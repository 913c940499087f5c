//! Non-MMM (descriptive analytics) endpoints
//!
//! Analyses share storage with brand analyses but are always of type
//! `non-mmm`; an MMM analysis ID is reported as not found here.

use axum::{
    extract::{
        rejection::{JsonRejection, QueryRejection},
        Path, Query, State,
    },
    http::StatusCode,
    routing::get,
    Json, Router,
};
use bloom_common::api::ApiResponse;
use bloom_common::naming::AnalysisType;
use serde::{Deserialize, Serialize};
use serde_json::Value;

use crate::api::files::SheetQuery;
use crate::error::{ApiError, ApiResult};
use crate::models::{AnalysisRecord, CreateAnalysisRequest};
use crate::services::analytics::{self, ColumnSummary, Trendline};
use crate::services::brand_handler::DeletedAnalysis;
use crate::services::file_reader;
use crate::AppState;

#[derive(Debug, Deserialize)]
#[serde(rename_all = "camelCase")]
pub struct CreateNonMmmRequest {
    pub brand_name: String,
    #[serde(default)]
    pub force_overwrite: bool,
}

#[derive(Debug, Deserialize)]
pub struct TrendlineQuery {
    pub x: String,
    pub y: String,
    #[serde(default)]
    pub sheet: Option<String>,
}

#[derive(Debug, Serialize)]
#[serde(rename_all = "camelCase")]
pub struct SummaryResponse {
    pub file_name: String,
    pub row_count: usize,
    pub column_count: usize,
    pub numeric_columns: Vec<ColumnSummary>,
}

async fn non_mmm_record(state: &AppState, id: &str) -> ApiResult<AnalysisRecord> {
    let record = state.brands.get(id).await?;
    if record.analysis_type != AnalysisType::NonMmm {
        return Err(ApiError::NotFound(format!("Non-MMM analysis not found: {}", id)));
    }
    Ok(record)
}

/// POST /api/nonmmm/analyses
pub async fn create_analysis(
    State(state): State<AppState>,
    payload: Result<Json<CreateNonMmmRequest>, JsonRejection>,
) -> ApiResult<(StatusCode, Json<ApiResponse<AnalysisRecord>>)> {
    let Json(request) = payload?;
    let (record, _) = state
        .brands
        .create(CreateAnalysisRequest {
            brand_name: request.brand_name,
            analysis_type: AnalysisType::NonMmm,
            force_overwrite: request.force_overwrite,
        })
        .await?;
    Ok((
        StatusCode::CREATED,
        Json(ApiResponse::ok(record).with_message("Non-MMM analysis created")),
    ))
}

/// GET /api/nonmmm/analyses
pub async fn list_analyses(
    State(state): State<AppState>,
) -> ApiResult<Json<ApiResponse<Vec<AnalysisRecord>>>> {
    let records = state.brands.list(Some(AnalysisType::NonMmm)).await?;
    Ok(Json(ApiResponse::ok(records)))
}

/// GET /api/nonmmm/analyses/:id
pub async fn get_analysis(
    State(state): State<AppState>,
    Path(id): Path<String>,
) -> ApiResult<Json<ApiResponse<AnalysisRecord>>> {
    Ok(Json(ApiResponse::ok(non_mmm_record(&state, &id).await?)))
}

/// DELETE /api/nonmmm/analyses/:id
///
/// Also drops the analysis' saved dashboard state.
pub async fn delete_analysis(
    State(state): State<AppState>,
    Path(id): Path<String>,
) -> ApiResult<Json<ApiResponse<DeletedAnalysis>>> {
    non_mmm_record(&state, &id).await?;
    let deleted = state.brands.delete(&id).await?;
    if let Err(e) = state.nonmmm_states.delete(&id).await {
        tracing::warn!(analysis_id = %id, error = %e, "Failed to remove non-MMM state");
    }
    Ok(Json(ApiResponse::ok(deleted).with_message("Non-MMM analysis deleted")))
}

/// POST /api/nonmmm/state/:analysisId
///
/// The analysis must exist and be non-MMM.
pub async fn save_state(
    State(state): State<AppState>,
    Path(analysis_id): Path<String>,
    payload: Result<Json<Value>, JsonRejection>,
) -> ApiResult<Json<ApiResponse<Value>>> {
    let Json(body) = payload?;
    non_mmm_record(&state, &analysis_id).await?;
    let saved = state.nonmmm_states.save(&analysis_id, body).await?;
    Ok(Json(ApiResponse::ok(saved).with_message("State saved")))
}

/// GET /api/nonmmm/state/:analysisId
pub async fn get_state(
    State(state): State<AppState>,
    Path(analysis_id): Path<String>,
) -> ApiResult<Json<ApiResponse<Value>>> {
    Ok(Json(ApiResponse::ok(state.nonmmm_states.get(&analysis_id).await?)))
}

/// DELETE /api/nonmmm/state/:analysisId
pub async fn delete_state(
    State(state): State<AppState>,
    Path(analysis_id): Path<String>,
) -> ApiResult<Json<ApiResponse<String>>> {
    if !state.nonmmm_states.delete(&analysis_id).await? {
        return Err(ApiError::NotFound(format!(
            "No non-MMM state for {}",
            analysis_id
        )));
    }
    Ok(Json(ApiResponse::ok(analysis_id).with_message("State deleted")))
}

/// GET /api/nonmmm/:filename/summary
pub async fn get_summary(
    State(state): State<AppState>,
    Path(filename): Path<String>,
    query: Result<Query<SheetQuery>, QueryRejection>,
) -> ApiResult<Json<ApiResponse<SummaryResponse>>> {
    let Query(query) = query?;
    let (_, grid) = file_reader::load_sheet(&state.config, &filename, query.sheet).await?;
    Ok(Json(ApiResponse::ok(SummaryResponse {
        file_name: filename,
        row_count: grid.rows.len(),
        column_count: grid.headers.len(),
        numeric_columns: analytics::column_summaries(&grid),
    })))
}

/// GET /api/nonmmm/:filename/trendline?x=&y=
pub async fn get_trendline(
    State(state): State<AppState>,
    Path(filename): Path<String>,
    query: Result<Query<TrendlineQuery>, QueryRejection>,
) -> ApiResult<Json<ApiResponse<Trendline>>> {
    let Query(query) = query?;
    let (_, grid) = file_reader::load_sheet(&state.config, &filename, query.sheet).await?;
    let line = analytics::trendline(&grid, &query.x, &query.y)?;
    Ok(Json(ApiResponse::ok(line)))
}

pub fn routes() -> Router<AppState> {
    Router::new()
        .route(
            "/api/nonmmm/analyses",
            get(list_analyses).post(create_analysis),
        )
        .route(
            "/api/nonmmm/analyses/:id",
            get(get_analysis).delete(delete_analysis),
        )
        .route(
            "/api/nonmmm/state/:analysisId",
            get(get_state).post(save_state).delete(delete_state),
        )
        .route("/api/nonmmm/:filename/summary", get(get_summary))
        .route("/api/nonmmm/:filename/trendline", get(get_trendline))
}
*-*-*
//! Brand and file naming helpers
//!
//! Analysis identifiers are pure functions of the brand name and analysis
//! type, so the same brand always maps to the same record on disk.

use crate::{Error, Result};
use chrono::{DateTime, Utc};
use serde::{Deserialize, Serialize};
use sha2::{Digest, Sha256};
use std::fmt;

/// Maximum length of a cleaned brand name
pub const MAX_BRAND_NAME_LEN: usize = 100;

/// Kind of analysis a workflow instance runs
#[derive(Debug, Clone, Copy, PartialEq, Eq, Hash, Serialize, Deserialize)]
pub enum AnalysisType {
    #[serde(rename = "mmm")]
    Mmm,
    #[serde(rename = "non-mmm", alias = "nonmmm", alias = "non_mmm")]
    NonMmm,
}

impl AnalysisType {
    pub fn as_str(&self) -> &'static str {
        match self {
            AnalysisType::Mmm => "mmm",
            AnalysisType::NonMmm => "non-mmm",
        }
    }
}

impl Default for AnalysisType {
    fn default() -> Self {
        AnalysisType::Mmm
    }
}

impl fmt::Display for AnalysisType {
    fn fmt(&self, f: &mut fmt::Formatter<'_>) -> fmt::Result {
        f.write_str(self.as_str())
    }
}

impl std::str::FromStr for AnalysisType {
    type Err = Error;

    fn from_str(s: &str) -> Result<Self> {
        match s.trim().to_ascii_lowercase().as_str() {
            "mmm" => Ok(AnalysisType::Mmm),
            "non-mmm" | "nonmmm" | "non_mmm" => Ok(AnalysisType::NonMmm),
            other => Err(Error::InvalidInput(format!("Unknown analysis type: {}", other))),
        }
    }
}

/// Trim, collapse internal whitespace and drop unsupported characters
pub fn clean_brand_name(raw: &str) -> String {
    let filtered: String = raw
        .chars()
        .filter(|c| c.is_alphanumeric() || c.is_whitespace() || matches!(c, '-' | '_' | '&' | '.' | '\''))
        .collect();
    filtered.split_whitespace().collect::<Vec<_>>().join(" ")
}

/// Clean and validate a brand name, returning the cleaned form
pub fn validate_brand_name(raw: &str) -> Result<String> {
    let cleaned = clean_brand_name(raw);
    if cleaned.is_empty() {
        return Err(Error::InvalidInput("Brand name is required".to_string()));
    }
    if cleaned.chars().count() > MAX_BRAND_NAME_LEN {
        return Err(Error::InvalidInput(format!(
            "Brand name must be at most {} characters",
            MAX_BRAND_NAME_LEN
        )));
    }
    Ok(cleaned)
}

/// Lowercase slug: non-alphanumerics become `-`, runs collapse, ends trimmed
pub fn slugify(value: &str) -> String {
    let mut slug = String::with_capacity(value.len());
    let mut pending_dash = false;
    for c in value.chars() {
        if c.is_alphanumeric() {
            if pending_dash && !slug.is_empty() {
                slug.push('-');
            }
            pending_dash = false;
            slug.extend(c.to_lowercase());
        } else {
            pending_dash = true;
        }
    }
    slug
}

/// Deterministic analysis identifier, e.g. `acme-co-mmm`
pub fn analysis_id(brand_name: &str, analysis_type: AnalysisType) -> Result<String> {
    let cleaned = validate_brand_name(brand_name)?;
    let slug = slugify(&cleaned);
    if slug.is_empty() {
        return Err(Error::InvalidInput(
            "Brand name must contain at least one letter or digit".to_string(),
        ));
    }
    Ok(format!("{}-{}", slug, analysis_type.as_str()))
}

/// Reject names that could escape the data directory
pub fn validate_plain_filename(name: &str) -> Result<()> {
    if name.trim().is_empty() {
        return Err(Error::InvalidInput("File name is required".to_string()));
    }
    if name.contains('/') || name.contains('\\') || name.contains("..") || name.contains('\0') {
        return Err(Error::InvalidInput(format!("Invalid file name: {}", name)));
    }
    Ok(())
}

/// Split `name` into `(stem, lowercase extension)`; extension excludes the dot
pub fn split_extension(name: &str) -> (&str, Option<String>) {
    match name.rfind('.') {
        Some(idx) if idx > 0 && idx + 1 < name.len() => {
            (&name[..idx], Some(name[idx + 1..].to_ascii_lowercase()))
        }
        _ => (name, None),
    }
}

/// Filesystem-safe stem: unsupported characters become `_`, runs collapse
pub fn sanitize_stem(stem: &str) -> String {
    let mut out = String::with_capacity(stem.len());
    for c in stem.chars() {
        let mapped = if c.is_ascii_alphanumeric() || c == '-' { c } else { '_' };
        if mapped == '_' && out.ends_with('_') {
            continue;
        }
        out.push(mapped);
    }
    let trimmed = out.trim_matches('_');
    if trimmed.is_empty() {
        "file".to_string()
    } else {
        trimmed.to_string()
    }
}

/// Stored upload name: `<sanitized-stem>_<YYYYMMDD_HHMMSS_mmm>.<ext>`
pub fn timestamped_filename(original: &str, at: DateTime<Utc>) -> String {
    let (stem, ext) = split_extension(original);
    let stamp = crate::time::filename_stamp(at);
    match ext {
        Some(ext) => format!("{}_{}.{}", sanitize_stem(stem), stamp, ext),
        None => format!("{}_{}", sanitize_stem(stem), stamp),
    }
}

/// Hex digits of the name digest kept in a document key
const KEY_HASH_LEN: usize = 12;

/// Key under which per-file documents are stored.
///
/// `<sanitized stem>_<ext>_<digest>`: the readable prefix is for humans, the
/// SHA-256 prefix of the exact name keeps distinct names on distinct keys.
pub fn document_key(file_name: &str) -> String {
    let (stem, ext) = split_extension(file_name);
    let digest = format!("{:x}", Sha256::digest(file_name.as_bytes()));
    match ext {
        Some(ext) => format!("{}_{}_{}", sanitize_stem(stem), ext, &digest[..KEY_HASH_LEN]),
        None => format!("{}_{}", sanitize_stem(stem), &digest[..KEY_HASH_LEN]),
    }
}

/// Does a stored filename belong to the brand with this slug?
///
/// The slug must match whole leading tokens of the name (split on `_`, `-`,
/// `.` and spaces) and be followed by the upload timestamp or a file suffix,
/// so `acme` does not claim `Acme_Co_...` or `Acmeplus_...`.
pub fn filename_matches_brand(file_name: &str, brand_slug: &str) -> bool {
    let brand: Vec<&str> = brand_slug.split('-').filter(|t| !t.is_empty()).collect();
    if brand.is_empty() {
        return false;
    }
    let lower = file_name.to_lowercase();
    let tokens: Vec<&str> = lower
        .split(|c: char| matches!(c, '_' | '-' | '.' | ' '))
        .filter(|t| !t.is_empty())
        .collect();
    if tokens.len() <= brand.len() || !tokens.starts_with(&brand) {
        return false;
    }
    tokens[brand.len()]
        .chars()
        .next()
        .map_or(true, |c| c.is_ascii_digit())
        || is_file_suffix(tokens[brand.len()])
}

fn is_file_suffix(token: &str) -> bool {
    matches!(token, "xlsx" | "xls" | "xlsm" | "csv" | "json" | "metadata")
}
*-*-*
**Task statement:**
The answer should be all lines from the entries above that hold the word "CreateAnalysisRequest".

**Exercise result:**
use crate::models::{AnalysisRecord, CreateAnalysisRequest};
        .create(CreateAnalysisRequest {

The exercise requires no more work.